Let’s dispel two myths. First of all, there’s technically no such thing as a longevity insurance product. You won’t receive a “longevity insurance” contract from an insurance company. When you buy longevity insurance, you’re buying an app. In order to use the app, you will need to purchase either a deferred income annuity (“DIA”) or a fixed index annuity (“FIA”) with an income rider, with DIA’s being favored as the traditional longevity insurance product.
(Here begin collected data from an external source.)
fn store_layout(opcode: u8) -> WasmResult<(MemSize, ValType)> {
    Ok(match opcode {
        0x36 => (MemSize::Word, ValType::I32),
        0x37 => (MemSize::DWord, ValType::I64),
        0x3A => (MemSize::Byte, ValType::I32),
        0x3B => (MemSize::Half, ValType::I32),
        0x3C => (MemSize::Byte, ValType::I64),
        0x3D => (MemSize::Half, ValType::I64),
        0x3E => (MemSize::Word, ValType::I64),
        _ => return Err(WasmError::Unsupported("memory access width")),
    })
}

/// Compute the effective pointer for a memory access: the popped I32
/// address, widened to pointer width, summed with the instruction's
/// static offset immediate, then added to the (currently always zero)
/// memory base.
fn effective_pointer<B: IrFunctionBuilder>(builder: &mut B, addr: B::Value, offset: u32) -> B::Value {
    let widened = builder.build_iext(IrType::Ptr, addr);
    let offset_const = builder.build_iconst(IrType::Ptr, offset as u64);
    let address = builder.build_iadd(widened, offset_const);
    let base = builder.build_iconst(IrType::Ptr, 0);
    builder.build_ptroff(base, address)
}

fn translate_load<B: IrFunctionBuilder>(
    opcode: u8,
    body: &mut BinaryReader,
    builder: &mut B,
    state: &mut TranslationState<B>,
) -> WasmResult<()> {
    let _align = body.pull_u32()?;
    let offset = body.pull_u32()?;
    let (size, result_kind, sign_bits) = load_layout(opcode)?;
    let addr = pop(state)?;
    check_kind(addr.kind, ValType::I32)?;
    let ptr = effective_pointer(builder, addr.value, offset);
    let mut value = builder.build_load(size, ir_type_of(result_kind)?, ptr);
    if let Some(bits) = sign_bits {
        value = builder.build_sfill(bits, value);
    }
    state.push(result_kind, value);
    Ok(())
}

fn translate_store<B: IrFunctionBuilder>(
    opcode: u8,
    body: &mut BinaryReader,
    builder: &mut B,
    state: &mut TranslationState<B>,
) -> WasmResult<()> {
    let _align = body.pull_u32()?;
    let offset = body.pull_u32()?;
    let (size, operand_kind) = store_layout(opcode)?;
    let value = pop(state)?;
    check_kind(value.kind, operand_kind)?;
    let addr = pop(state)?;
    check_kind(addr.kind, ValType::I32)?;
    let ptr = effective_pointer(builder, addr.value, offset);
    builder.build_store(size, value.value, ptr);
    Ok(())
}

fn translate_eqz<B: IrFunctionBuilder>(
    kind: ValType,
    builder: &mut B,
    state: &mut TranslationState<B>,
) -> WasmResult<()> {
    let v = pop(state)?;
    check_kind(v.kind, kind)?;
    let zero = zero_const(builder, kind)?;
    let result = builder.build_icmp(IntCmpKind::Eq, v.value, zero);
    state.push(ValType::I32, result);
    Ok(())
}

fn icmp_kind(opcode: u8, base: u8) -> Option<(IntCmpKind, bool)> {
    // `swap` indicates the comparison's operands must be swapped
    // because the opcode's natural kind isn't directly in IntCmpKind
    // (gt/ge are expressed as swapped lt/le).
    let rel = opcode - base;
    Some(match rel {
        0 => (IntCmpKind::Eq, false),
        1 => (IntCmpKind::Ne, false),
        2 => (IntCmpKind::Slt, false),
        3 => (IntCmpKind::Ult, false),
        4 => (IntCmpKind::Slt, true),  // gt_s
        5 => (IntCmpKind::Ult, true),  // gt_u
        6 => (IntCmpKind::Sle, false), // le_s
        7 => (IntCmpKind::Ule, false), // le_u
        8 => (IntCmpKind::Sle, true),  // ge_s
        9 => (IntCmpKind::Ule, true),  // ge_u
        _ => return None,
    })
}

fn translate_icmp<B: IrFunctionBuilder>(
    opcode: u8,
    kind: ValType,
    builder: &mut B,
    state: &mut TranslationState<B>,
) -> WasmResult<()> {
    let base = if kind == ValType::I32 { 0x46 } else { 0x51 };
    let (cmp, swap) = icmp_kind(opcode, base).ok_or(WasmError::Unsupported("comparison opcode"))?;
    let rhs = pop(state)?;
    let lhs = pop(state)?;
    check_kind(rhs.kind, kind)?;
    check_kind(lhs.kind, kind)?;
    let result = if swap {
        builder.build_icmp(cmp, rhs.value, lhs.value)
    } else {
        builder.build_icmp(cmp, lhs.value, rhs.value)
    };
    state.push(ValType::I32, result);
    Ok(())
}

fn translate_binop<B: IrFunctionBuilder>(
    opcode: u8,
    kind: ValType,
    builder: &mut B,
    state: &mut TranslationState<B>,
) -> WasmResult<()> {
    let base = if kind == ValType::I32 { 0x6A } else { 0x7C };
    let rel = opcode - base;
    let rhs = pop(state)?;
    let lhs = pop(state)?;
    check_kind(rhs.kind, kind)?;
    check_kind(lhs.kind, kind)?;
    let result = match rel {
        0 => builder.build_iadd(lhs.value, rhs.value),
        1 => builder.build_isub(lhs.value, rhs.value),
        2 => builder.build_imul(lhs.value, rhs.value),
        3 => builder.build_sdiv(lhs.value, rhs.value),
        4 => builder.build_udiv(lhs.value, rhs.value),
        5 => builder.build_srem(lhs.value, rhs.value),
        6 => builder.build_urem(lhs.value, rhs.value),
        7 => builder.build_and(lhs.value, rhs.value),
        8 => builder.build_or(lhs.value, rhs.value),
        9 => builder.build_xor(lhs.value, rhs.value),
        10 => builder.build_shl(lhs.value, rhs.value),
        11 => builder.build_ashr(lhs.value, rhs.value),
        12 => builder.build_lshr(lhs.value, rhs.value),
        _ => return Err(WasmError::Unsupported("rotl/rotr are not supported by this core")),
    };
    state.push(kind, result);
    Ok(())
}

fn translate_wrap<B: IrFunctionBuilder>(builder: &mut B, state: &mut TranslationState<B>) -> WasmResult<()> {
    let v = pop(state)?;
    check_kind(v.kind, ValType::I64)?;
    let result = builder.build_itrunc(IrType::I32, v.value);
    state.push(ValType::I32, result);
    Ok(())
}

fn translate_extend_i32_s<B: IrFunctionBuilder>(
    builder: &mut B,
    state: &mut TranslationState<B>,
) -> WasmResult<()> {
    let v = pop(state)?;
    check_kind(v.kind, ValType::I32)?;
    let widened = builder.build_iext(IrType::I64, v.value);
    let result = builder.build_sfill(32, widened);
    state.push(ValType::I64, result);
    Ok(())
}

fn translate_extend_i32_u<B: IrFunctionBuilder>(
    builder: &mut B,
    state: &mut TranslationState<B>,
) -> WasmResult<()> {
    let v = pop(state)?;
    check_kind(v.kind, ValType::I32)?;
    let result = builder.build_iext(IrType::I64, v.value);
    state.push(ValType::I64, result);
    Ok(())
}

fn translate_sign_extend<B: IrFunctionBuilder>(
    opcode: u8,
    builder: &mut B,
    state: &mut TranslationState<B>,
) -> WasmResult<()> {
    let (kind, width) = match opcode {
        0xC0 => (ValType::I32, 8),
        0xC1 => (ValType::I32, 16),
        0xC2 => (ValType::I64, 8),
        0xC3 => (ValType::I64, 16),
        0xC4 => (ValType::I64, 32),
        _ => unreachable!(),
    };
    let v = pop(state)?;
    check_kind(v.kind, kind)?;
    let result = builder.build_sfill(width, v.value);
    state.push(kind, result);
    Ok(())
}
DIA’s and FIA’s with income riders are both fixed income annuities that provide the ability to (a) receive income beginning in a future year, and (b) have the income be paid for the remainder of one’s life and a spouse’s life if married. The main difference between DIA’s and FIA’s when it comes to lifetime income is the start date. With a DIA, there’s a fixed start date that’s contractually defined. FIA’s with income riders have a flexible income start date that can typically begin one year after purchase or at any time thereafter during the life of the contract.

Second, unless you purchase a DIA and choose it at the time of application, lifetime income doesn’t have to begin at age 85. There’s no fixed income starting date associated with longevity insurance. You can purchase a DIA that pays lifetime income beginning at age 75. In addition, you can purchase a term DIA where income is paid for a fixed number of months or years. As an example, income could begin at age 82 and end at age 87. Furthermore, as previously explained, if you purchase a FIA with an income rider, other than stating the earliest possible income start date, a FIA contract doesn’t require you to begin taking withdrawals on a specific date.

Although DIA’s and FIA’s with income riders may be purchased to provide what’s marketed as longevity insurance, this is only one application of both products. What is thought of as longevity insurance, i.e., lifetime income beginning at age 85, accounts for a small portion of fixed income annuity product sales. While a later starting date generally will result in a greater amount of lifetime income, all else being equal, most retirees need to begin taking income distributions to cover expenses at an earlier age.

Annuities Deferred Income Annuities Fixed Index Annuities Longevity Insurance Retirement Income Planning

Insure Your Longevity

When people hear the term, “longevity insurance,” they immediately conjure up images of insurance agents trying to sell them an insurance policy. Longevity insurance isn’t a product in and of itself. It is instead one application of a couple of different types of fixed income annuity products offered by life insurance companies.

The Need for Longevity Insurance

It’s been my personal and professional experience that people generally underestimate how long they will live. Not only is it common to live to age 80, it isn’t unusual to survive to age 90 and even to 100. According to a March, 2012 report, The 2011 Risks and Process of Retirement Survey, prepared for the Society of Actuaries, when a couple reaches 65, there’s a 10% chance that at least one of the individuals will live to 100. There’s a 1% chance that one spouse will reach 107. More than half of retirees and pre-retirees underestimate the age to which a person of his or her age and gender can expect to live.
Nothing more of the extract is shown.